> **WHAT YOU HAVE TO DO**: How do the records below read from their first line through the line containing "openspec/changes/ directory name"? Write those lines out exactly.

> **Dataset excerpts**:
········

use std::io::Write;
use std::sync::Arc;

use anyhow::{anyhow, Context, Result};
use clap::{Parser, Subcommand};
use tracing_subscriber::EnvFilter;

use osw_core::{ChangeId, LaneConfig, LaneName, ReleaseType, RunStatus, Stage};
use osw_runner::{
    Config, Orchestrator, ResumeChoice, RunOptions, RunOutcome, StageContext, StartDecision,
};
use osw_status::{FsStatusStore, MemoryStatusStore, StatusError, StatusStore};
use osw_tools::{GitCli, SystemTools};
use osw_version::VersionResolver;

// Stable exit codes for scripting around the tool.
const EXIT_COMPLETE: i32 = 0;
const EXIT_FAILED: i32 = 1;
const EXIT_TIMED_OUT: i32 = 2;
const EXIT_CONFIG: i32 = 3;

#[derive(Parser)]
#[command(name = "osw", version, about = "OpenSpec workflow orchestrator")]
struct Cli {
    #[command(subcommand)]
    cmd: Command,
}

#[derive(Subcommand)]
enum Command {
    /// Run the workflow for a change (fresh or resumed)
    Run {
        /// Change identifier; doubles as the openspec/changes/ directory name
        change_id: String,
        #[arg(long)]
        title: String,
        #[arg(long, default_value = "unassigned")]
        owner: String,
        /// Execution lane: docs, standard or heavy
        #[arg(long, default_value = "standard")]
        lane: String,
        /// Release type for the version bump: patch, minor or major
        #[arg(long, default_value = "patch")]
        release_type: String,
        /// Branch for the remote version lookup and the PR (default: current)
        #[arg(long)]
        branch: Option<String>,
        /// Commit message; defaults to 'chore(<change-id>): <title>'
        #[arg(long)]
        commit_message: Option<String>,
        /// Preview every mutation without performing any
        #[arg(long)]
        dry_run: bool,
        /// Skip quality gates at Verification (logged loudly)
        #[arg(long)]
        skip_gates: bool,
        /// Run the middle band sequentially
        #[arg(long)]
        no_parallel: bool,
        /// Downgrade failing pre-stage hooks to warnings
        #[arg(long)]
        force_hooks: bool,
        /// Run a single stage by index
        #[arg(long, conflicts_with_all = ["from", "to"])]
        stage: Option<usize>,
        /// First stage index to run
        #[arg(long)]
        from: Option<usize>,
        /// Last stage index to run
        #[arg(long)]
        to: Option<usize>,
        /// Resume an interrupted run without prompting
        #[arg(long, conflicts_with = "restart")]
        resume: bool,
        /// Discard an interrupted run and start over without prompting
        #[arg(long)]
        restart: bool,
    },

    /// Show the checkpoint for a change
    Status { change_id: String },

    /// List the lanes and their profiles
    Lanes,

    /// Validate a conventional commit message
    CheckCommit { message: String },

    /// Resolve the next version for a release type without writing it
    NextVersion {
        #[arg(long, default_value = "patch")]
        release_type: String,
        #[arg(long)]
        branch: Option<String>,
    },
}

fn main() {
    tracing_subscriber::fmt()
        .with_env_filter(EnvFilter::from_default_env())
        .init();

    let cli = Cli::parse();
    let code = match dispatch(cli) {
        Ok(code) => code,
        Err(err) => {
            // A checkpoint persistence failure is a runtime fatal, not a
            // configuration mistake; keep the exit codes apart.
            if err.downcast_ref::<StatusError>().is_some() {
                eprintln!("checkpoint failure: {err:#}");
            } else {
                eprintln!("error: {err:#}");
            }
            failure_exit_code(&err)
        }
    };
    std::process::exit(code);
}

fn failure_exit_code(err: &anyhow::Error) -> i32 {
    if err.downcast_ref::<StatusError>().is_some() {
        EXIT_FAILED
    } else {
        EXIT_CONFIG
    }
}

fn dispatch(cli: Cli) -> Result<i32> {
    let repo_root = std::env::current_dir().context("determine working directory")?;

    match cli.cmd {
        Command::Run {
            change_id,
            title,
            owner,
            lane,
            release_type,
            branch,
            commit_message,
            dry_run,
            skip_gates,
            no_parallel,
            force_hooks,
            stage,
            from,
            to,
            resume,
            restart,
        } => {
            let lane = LaneName::parse(&lane).map_err(|e| anyhow!(e))?;
            let release = ReleaseType::parse(&release_type)
                .ok_or_else(|| anyhow!("unknown release type '{release_type}' (expected patch, minor or major)"))?;
            let mut opts = RunOptions::new(ChangeId::from_str(change_id), title, owner);
            opts.lane = lane;
            opts.release = release;
            opts.branch = branch;
            opts.commit_message = commit_message;
            opts.dry_run = dry_run;
            opts.skip_gates = skip_gates;
            opts.no_parallel = no_parallel;
            opts.force_hooks = force_hooks;
            opts.stage_range = match (stage, from, to) {
                (Some(s), _, _) => Some((s, s)),
                (None, None, None) => None,
                (None, f, t) => Some((f.unwrap_or(0), t.unwrap_or(Stage::ALL.len() - 1))),
            };

            let cfg = Config::load_or_default(&repo_root)?;
            // Dry runs keep checkpoints in memory so nothing lands on disk.
            let store: Arc<dyn StatusStore> = if dry_run {
                Arc::new(MemoryStatusStore::new())
            } else {
                Arc::new(FsStatusStore::open(&repo_root))
            };
            let ctx = StageContext::new(repo_root, cfg, opts, Arc::new(SystemTools));
            let orch = Orchestrator::new(ctx, store)?;

            let choice = match orch.prepare()? {
                StartDecision::Fresh => ResumeChoice::Restart,
                StartDecision::ResumeAvailable(cp) if resume => {
                    println!(
                        "Resuming '{}' from stage {} ({} of {} stages done)",
                        cp.change_id.as_str(),
                        cp.current_stage,
                        cp.stages_completed.len(),
                        osw_core::stages_for_lane(cp.lane).len(),
                    );
                    ResumeChoice::Resume
                }
                StartDecision::ResumeAvailable(_) if restart => ResumeChoice::Restart,
                StartDecision::ResumeAvailable(cp) => prompt_resume(&cp)?,
            };

            let outcome = orch.execute(choice)?;
            print_outcome(&outcome);
            Ok(exit_code_for(outcome.status))
        }

        Command::Status { change_id } => {
            let store = FsStatusStore::open(&repo_root);
            let id = ChangeId::from_str(change_id);
            match store.load(&id)? {
                Some(cp) => {
                    println!("{}", serde_json::to_string_pretty(&cp)?);
                    Ok(EXIT_COMPLETE)
                }
                None => {
                    eprintln!("no run recorded for '{}'", id.as_str());
                    Ok(EXIT_FAILED)
                }
            }
        }

        Command::Lanes => {
            for name in [LaneName::Docs, LaneName::Standard, LaneName::Heavy] {
                let lane = LaneConfig::get(name);
                println!(
                    "{:<9} stages={:<2} gates={:<5} parallel={:<5} coverage>={:<3} pass>={:<3} sla={}s",
                    lane.name.as_str(),
                    lane.stages().len(),
                    lane.quality_gates_enabled,
                    lane.parallelization_enabled,
                    lane.coverage_threshold,
                    lane.pass_rate_threshold,
                    lane.sla_seconds,
                );
            }
            Ok(EXIT_COMPLETE)
        }

        Command::CheckCommit { message } => {
            let check = osw_commit::validate(&message);
            if check.is_valid {
                println!("ok");
                return Ok(EXIT_COMPLETE);
            }
            for error in &check.errors {
                eprintln!("- {error}");
            }
            if let Some(suggestion) = osw_commit::suggest_fix(&message) {
                eprintln!("suggestion: {suggestion}");
            }
            Ok(EXIT_FAILED)
        }

        Command::NextVersion { release_type, branch } => {
            let release = ReleaseType::parse(&release_type)
                .ok_or_else(|| anyhow!("unknown release type '{release_type}'"))?;
            let cfg = Config::load_or_default(&repo_root)?;
            let git = GitCli::new(Arc::new(SystemTools), repo_root);
            let resolver = VersionResolver::new(git, cfg.project.version_file);
            let next = resolver.resolve_next(release, branch.as_deref())?;
            println!("{next}");
            Ok(EXIT_COMPLETE)
        }
    }
}

fn prompt_resume(cp: &osw_core::Checkpoint) -> Result<ResumeChoice> {
    print!(
        "Found an interrupted run for '{}' at stage {} ({}% done). Resume? [Y/n] ",
        cp.change_id.as_str(),
        cp.current_stage,
        cp.progress_percent,
    );
    std::io::stdout().flush()?;
    let mut answer = String::new();
    std::io::stdin().read_line(&mut answer)?;
    match answer.trim().to_ascii_lowercase().as_str() {
        "" | "y" | "yes" => Ok(ResumeChoice::Resume),
        _ => Ok(ResumeChoice::Restart),
    }
}

fn print_outcome(outcome: &RunOutcome) {
    for (stage, detail) in &outcome.stage_details {
        println!("[{:>2}] {:<15} {}", stage.index(), stage.name(), detail);
    }
    for report in &outcome.gate_reports {
        let verdict = if report.passed { "pass" } else { "FAIL" };
        println!(
            "gate {:<11} {} (metric {:.0}, threshold {:.0})",
            report.gate.name(),
            verdict,
            report.metric_value,
            report.threshold,
        );
    }
    if let Some(failure) = &outcome.failure {
        match failure.stage {
            Some(stage) => eprintln!("{} failure at stage {}: {}", failure.component, stage, failure.detail),
            None => eprintln!("{} failure: {}", failure.component, failure.detail),
        }
    }
    println!(
        "run {}: {:?} ({}% complete)",
        outcome.checkpoint.change_id.as_str(),
        outcome.status,
        outcome.checkpoint.progress_percent,
    );
}

fn exit_code_for(status: RunStatus) -> i32 {
    match status {
        RunStatus::Complete => EXIT_COMPLETE,
        RunStatus::Failed => EXIT_FAILED,
        RunStatus::TimedOut => EXIT_TIMED_OUT,
        RunStatus::InProgress => EXIT_FAILED,
    }
}

#[cfg(test)]
mod tests {
    use super::*;

    #[test]
    fn checkpoint_errors_exit_as_runtime_failures() {
        let err = anyhow::Error::from(StatusError::Io {
            change_id: "update-readme".to_string(),
            source: std::io::Error::new(std::io::ErrorKind::PermissionDenied, "read-only fs"),
        });
        assert_eq!(failure_exit_code(&err), EXIT_FAILED);
        // Context layers do not hide the underlying store error.
        let wrapped = err.context("persist checkpoint after stage 3 (spec_definition)");
        assert_eq!(failure_exit_code(&wrapped), EXIT_FAILED);
    }

    #[test]
    fn other_dispatch_errors_exit_as_config_failures() {
        let err = anyhow!("unknown release type 'huge'");
        assert_eq!(failure_exit_code(&err), EXIT_CONFIG);
    }
}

········

> **WRITTEN SOLUTION**:
use std::io::Write;
use std::sync::Arc;

use anyhow::{anyhow, Context, Result};
use clap::{Parser, Subcommand};
use tracing_subscriber::EnvFilter;

use osw_core::{ChangeId, LaneConfig, LaneName, ReleaseType, RunStatus, Stage};
use osw_runner::{
    Config, Orchestrator, ResumeChoice, RunOptions, RunOutcome, StageContext, StartDecision,
};
use osw_status::{FsStatusStore, MemoryStatusStore, StatusError, StatusStore};
use osw_tools::{GitCli, SystemTools};
use osw_version::VersionResolver;

// Stable exit codes for scripting around the tool.
const EXIT_COMPLETE: i32 = 0;
const EXIT_FAILED: i32 = 1;
const EXIT_TIMED_OUT: i32 = 2;
const EXIT_CONFIG: i32 = 3;

#[derive(Parser)]
#[command(name = "osw", version, about = "OpenSpec workflow orchestrator")]
struct Cli {
    #[command(subcommand)]
    cmd: Command,
}

#[derive(Subcommand)]
enum Command {
    /// Run the workflow for a change (fresh or resumed)
    Run {
        /// Change identifier; doubles as the openspec/changes/ directory name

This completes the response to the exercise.